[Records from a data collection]
::::::
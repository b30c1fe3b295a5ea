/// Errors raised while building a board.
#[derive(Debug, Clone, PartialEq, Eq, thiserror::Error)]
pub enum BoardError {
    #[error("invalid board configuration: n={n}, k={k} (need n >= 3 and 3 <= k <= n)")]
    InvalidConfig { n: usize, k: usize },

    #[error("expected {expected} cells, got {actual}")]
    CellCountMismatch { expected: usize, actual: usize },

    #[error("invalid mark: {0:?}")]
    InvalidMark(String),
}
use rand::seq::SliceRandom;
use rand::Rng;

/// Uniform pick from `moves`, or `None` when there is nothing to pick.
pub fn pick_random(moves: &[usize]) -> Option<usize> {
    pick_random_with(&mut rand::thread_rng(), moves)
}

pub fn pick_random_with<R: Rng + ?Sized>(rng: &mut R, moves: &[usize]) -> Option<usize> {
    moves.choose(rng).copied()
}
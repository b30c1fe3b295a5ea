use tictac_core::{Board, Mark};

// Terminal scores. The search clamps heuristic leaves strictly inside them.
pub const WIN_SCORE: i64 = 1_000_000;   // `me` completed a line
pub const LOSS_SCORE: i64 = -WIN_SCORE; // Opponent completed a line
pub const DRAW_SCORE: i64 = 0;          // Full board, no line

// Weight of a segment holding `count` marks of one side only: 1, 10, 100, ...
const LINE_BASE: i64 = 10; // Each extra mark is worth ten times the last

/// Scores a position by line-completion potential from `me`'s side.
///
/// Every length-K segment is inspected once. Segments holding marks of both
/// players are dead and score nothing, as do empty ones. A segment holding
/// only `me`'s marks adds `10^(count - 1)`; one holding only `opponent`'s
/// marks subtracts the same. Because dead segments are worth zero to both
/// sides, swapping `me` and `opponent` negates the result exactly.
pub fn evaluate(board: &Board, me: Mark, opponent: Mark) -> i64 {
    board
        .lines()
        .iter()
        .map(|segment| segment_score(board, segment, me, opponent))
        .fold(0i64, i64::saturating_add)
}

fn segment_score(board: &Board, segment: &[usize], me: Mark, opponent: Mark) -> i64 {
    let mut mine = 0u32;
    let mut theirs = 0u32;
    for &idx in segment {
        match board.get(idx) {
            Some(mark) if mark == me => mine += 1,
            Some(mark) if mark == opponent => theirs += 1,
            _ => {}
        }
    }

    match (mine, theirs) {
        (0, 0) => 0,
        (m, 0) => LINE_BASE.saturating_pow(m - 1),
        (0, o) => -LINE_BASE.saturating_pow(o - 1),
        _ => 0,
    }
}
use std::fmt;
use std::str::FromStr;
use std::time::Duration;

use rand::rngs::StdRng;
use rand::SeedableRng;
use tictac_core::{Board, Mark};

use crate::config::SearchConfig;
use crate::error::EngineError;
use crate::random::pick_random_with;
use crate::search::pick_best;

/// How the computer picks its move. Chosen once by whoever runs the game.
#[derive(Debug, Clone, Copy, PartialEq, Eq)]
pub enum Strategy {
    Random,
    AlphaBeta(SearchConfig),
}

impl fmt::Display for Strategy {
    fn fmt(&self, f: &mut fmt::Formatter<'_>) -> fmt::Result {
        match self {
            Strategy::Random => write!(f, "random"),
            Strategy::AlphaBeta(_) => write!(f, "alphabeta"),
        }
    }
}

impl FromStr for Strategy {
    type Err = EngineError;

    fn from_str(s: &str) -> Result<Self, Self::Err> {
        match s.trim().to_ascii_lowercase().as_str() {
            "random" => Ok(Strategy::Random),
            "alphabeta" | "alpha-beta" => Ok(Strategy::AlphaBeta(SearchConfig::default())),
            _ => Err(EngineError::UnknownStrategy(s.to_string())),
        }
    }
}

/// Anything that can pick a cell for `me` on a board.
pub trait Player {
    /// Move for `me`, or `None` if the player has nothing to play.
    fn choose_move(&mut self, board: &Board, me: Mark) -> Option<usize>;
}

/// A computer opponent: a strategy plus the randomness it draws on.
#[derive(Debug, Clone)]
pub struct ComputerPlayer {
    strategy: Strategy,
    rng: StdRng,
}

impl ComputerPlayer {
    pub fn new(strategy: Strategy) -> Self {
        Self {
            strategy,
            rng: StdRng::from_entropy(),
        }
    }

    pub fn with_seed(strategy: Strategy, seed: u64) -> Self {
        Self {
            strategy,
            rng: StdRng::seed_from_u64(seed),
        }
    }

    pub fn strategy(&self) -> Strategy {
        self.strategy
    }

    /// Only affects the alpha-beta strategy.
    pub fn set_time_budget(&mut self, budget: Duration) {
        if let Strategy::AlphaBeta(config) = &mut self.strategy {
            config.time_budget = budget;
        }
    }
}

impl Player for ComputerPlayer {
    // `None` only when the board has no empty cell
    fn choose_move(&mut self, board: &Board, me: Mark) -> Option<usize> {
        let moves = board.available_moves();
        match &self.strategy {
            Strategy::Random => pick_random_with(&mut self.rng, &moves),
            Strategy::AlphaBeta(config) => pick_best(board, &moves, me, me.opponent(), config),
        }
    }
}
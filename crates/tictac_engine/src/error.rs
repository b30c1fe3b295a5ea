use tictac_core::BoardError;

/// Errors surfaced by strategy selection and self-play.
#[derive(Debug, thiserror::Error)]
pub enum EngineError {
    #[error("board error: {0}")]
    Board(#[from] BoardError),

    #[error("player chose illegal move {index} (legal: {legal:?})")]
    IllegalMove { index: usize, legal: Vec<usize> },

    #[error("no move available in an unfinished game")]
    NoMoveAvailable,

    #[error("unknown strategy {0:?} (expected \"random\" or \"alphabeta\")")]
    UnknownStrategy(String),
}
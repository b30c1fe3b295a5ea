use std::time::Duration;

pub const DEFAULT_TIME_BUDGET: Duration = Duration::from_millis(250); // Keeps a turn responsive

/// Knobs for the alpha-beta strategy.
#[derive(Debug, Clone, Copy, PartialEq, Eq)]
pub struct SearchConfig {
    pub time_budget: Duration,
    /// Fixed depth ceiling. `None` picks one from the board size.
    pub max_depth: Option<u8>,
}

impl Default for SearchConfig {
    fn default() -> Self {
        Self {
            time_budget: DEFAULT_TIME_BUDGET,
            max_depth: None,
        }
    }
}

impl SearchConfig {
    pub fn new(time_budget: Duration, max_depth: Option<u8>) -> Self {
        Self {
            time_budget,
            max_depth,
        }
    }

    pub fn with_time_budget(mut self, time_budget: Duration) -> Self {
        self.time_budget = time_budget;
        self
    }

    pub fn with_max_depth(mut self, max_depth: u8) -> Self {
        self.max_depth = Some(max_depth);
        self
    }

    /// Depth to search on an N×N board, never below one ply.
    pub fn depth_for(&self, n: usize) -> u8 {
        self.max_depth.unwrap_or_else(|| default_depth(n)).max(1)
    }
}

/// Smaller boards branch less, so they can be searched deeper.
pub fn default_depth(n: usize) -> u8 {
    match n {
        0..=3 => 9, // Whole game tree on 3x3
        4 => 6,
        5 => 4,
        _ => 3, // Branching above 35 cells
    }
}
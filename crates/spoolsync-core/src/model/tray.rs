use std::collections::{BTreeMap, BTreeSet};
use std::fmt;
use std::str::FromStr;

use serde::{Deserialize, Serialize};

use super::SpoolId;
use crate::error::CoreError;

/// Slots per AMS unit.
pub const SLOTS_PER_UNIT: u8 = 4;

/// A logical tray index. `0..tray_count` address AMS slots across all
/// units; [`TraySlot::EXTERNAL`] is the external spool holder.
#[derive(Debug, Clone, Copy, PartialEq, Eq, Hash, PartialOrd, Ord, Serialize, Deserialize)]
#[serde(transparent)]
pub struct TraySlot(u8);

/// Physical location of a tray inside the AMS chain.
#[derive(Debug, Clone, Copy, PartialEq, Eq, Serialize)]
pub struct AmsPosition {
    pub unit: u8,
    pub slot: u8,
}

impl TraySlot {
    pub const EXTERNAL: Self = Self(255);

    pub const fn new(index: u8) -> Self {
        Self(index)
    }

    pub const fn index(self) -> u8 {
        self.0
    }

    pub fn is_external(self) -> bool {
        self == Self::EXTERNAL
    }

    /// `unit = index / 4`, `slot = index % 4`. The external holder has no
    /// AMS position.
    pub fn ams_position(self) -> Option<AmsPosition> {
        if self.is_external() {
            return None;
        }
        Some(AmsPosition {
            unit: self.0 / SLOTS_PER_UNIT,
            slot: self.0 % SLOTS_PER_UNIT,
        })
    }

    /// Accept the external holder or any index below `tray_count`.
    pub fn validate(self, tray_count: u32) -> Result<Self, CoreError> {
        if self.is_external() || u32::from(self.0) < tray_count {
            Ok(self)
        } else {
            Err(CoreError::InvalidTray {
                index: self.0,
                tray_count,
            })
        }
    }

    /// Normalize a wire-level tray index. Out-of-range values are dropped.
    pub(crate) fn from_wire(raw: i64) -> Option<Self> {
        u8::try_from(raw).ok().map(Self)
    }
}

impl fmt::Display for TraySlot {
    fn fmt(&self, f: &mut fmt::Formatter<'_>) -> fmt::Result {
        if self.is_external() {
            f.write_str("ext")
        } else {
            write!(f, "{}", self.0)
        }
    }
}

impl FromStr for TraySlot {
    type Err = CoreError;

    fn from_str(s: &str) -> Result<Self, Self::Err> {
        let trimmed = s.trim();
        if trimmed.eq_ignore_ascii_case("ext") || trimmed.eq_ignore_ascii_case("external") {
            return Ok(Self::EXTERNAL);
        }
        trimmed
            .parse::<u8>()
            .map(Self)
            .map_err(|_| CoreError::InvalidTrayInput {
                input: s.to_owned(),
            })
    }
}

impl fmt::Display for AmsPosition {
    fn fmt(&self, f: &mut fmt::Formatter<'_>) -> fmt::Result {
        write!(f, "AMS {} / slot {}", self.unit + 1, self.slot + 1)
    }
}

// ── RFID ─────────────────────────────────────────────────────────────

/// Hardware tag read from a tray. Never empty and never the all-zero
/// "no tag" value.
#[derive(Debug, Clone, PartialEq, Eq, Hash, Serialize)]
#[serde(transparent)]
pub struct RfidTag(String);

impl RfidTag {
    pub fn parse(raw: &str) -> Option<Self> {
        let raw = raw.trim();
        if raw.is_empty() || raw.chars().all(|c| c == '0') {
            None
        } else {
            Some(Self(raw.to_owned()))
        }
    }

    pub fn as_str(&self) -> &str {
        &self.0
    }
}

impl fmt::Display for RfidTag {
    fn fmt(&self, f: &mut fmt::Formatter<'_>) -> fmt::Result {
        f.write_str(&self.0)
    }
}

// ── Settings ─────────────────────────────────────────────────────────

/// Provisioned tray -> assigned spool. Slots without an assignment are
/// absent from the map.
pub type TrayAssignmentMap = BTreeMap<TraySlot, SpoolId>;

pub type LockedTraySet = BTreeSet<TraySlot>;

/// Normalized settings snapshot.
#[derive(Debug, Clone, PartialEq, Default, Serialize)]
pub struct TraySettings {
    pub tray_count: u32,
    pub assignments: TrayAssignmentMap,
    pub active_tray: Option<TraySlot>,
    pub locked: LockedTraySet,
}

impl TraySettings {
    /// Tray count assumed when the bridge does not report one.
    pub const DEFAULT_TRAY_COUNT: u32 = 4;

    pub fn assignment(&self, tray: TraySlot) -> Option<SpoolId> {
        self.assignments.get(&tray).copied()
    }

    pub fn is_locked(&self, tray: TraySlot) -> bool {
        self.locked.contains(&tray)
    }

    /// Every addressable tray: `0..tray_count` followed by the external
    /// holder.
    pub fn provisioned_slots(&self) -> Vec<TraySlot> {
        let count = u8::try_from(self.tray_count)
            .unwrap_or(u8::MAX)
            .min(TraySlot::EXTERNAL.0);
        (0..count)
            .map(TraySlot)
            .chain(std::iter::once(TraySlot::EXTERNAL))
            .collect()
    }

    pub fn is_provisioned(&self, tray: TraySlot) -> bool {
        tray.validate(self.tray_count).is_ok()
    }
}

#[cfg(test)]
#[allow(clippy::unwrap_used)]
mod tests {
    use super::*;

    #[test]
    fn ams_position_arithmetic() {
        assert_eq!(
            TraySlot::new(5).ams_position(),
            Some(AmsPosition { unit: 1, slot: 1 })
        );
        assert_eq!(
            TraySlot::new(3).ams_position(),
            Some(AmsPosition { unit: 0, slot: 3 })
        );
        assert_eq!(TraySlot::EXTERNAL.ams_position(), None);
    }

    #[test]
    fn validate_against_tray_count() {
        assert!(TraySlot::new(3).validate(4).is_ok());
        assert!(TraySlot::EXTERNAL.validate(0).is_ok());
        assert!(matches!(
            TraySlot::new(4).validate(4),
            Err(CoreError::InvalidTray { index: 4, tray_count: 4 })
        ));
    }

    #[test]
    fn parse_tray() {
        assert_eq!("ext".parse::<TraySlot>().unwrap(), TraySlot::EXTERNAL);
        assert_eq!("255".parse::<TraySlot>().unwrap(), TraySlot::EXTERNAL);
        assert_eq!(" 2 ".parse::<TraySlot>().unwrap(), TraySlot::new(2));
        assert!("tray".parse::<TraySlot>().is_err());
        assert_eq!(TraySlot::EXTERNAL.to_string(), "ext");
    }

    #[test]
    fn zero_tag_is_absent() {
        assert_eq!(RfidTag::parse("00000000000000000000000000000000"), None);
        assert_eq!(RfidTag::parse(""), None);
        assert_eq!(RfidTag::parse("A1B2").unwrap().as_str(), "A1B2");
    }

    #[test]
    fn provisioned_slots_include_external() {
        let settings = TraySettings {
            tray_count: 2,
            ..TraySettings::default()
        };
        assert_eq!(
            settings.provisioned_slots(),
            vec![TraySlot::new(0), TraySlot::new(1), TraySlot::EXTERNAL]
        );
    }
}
::::::
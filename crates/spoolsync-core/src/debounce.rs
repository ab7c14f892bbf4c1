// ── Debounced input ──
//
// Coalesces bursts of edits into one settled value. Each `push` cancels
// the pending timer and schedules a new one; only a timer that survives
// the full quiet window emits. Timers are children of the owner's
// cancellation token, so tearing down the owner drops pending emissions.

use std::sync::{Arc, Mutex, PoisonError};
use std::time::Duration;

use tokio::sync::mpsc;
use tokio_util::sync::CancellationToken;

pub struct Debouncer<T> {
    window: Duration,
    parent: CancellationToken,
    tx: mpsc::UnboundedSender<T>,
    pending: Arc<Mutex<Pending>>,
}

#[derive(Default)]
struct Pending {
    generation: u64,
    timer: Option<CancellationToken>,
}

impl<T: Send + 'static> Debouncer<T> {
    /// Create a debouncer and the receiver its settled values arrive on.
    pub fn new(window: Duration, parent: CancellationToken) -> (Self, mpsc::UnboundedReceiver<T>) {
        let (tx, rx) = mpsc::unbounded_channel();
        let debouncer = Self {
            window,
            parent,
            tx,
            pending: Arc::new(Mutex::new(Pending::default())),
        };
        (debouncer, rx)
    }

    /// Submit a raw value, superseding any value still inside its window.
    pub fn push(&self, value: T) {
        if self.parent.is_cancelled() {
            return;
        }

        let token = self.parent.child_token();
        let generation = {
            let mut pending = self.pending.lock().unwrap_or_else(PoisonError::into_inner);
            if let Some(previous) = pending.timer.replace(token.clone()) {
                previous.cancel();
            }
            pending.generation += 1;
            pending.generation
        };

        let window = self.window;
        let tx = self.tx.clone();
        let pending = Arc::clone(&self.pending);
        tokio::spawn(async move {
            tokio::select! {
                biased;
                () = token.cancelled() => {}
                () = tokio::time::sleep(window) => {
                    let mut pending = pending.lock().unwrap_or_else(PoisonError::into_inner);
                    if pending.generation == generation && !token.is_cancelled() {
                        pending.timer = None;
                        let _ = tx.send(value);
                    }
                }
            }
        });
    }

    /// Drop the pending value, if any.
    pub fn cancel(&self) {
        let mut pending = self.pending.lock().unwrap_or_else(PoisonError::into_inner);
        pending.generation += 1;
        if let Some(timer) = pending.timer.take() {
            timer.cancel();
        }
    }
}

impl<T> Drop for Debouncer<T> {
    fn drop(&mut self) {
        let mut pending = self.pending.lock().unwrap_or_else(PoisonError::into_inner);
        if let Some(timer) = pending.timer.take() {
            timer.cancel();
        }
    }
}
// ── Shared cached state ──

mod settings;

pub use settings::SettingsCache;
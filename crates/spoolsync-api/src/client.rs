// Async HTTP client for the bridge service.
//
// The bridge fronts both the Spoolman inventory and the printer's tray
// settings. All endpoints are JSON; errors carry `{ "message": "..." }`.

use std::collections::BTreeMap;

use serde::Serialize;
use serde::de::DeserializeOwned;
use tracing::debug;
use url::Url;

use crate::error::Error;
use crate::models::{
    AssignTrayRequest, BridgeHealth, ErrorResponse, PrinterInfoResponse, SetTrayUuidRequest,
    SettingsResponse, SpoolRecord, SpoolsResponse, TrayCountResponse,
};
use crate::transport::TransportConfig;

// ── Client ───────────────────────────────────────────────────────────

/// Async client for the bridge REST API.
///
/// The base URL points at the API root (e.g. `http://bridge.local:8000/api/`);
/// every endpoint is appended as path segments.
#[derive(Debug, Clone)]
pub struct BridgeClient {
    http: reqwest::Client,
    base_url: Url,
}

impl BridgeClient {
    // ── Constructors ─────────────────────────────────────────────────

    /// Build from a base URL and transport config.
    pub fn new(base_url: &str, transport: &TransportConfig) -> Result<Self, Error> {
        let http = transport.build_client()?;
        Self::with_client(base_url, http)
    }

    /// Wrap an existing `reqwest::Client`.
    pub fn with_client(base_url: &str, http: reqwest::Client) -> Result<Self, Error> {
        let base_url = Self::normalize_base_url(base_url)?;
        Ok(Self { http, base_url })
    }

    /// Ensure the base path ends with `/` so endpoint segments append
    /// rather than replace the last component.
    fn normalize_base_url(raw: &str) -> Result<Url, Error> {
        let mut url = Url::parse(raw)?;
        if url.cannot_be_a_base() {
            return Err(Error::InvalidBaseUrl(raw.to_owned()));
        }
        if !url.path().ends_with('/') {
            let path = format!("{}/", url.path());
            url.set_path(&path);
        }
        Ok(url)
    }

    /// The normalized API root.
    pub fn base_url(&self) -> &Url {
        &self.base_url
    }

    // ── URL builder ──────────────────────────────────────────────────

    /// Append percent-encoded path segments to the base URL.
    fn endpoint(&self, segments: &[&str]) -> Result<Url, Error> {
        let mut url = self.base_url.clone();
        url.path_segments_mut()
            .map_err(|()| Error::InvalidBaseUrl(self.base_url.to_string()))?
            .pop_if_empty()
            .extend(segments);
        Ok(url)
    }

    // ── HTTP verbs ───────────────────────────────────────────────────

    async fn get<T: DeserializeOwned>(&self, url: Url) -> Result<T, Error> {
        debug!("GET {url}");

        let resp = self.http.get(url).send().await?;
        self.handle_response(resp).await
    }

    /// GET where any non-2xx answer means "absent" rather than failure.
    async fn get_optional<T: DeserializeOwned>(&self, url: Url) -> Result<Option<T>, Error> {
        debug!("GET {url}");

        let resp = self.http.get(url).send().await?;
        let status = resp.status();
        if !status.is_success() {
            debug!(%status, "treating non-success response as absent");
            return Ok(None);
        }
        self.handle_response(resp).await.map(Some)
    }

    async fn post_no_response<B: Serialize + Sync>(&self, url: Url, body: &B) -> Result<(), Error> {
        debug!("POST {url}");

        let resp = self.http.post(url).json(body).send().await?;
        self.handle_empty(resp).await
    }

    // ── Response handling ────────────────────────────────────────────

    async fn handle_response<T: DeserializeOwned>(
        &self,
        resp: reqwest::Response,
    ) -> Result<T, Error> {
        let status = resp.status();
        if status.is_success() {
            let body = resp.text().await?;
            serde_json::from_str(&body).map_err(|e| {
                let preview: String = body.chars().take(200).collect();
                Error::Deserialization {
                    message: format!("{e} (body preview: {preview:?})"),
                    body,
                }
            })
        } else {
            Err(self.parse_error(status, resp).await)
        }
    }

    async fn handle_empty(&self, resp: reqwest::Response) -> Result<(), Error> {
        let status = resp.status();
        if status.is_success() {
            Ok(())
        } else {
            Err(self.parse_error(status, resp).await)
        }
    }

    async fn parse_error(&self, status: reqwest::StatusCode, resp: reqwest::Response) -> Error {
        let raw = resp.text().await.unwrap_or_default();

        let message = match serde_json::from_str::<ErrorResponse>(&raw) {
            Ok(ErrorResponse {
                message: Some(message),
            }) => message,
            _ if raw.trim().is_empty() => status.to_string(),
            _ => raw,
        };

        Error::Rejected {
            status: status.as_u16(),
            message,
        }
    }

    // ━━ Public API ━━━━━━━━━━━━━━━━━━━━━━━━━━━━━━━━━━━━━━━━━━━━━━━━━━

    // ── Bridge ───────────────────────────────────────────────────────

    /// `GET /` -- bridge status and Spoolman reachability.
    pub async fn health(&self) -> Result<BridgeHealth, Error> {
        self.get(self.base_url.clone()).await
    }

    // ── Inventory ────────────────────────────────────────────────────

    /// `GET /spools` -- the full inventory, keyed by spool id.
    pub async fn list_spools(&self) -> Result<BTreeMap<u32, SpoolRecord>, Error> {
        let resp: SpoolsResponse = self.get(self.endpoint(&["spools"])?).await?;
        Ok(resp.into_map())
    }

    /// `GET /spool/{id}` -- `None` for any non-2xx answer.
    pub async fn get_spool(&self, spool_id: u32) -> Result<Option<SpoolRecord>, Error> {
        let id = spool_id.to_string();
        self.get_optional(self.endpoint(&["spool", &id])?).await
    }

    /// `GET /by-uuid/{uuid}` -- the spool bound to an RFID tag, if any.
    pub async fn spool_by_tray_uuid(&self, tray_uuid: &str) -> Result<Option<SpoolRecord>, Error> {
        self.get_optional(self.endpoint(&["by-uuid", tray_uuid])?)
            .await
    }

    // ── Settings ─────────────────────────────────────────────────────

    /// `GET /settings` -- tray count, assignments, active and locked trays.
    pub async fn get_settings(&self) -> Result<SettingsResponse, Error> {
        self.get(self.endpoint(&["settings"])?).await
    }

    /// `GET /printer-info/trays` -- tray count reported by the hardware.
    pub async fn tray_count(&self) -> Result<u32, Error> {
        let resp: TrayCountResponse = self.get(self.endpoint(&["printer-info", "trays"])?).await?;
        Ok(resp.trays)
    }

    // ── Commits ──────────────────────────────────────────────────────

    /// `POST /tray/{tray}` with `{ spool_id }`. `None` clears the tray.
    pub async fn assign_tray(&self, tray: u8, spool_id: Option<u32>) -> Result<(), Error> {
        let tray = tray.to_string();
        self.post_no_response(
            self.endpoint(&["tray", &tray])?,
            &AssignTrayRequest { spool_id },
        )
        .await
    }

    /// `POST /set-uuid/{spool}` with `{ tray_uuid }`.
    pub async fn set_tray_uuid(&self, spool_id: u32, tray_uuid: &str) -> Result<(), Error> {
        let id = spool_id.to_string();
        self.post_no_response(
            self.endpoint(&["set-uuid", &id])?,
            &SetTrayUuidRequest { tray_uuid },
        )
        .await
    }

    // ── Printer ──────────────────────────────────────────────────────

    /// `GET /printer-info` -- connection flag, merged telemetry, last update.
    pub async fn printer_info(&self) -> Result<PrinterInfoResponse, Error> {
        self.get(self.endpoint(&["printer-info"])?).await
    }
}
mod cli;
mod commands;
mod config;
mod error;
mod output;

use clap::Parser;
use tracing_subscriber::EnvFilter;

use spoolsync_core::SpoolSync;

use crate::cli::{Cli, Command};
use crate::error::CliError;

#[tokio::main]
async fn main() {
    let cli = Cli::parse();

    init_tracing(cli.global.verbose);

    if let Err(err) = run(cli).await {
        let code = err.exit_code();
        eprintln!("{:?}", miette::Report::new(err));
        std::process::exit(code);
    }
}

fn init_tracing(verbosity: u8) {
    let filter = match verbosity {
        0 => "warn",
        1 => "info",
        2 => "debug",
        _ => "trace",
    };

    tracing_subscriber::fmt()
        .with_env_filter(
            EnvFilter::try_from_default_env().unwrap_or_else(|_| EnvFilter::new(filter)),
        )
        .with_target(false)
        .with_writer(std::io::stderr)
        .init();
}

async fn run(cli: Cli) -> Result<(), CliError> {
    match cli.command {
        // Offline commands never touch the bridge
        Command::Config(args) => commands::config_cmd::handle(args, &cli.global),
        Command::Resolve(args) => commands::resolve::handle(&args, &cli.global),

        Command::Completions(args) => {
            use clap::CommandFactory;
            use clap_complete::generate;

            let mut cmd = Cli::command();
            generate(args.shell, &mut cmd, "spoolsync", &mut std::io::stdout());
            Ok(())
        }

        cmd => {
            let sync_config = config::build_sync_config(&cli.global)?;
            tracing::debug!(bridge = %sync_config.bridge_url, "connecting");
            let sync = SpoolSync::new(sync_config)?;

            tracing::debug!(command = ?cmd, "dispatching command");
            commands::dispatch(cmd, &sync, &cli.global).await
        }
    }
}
::::::
Action item =>
Copy the lines that hold the word "rather". Take them from the records above.

Task result =>
    /// rather than replace the last component.
    /// GET where any non-2xx answer means "absent" rather than failure.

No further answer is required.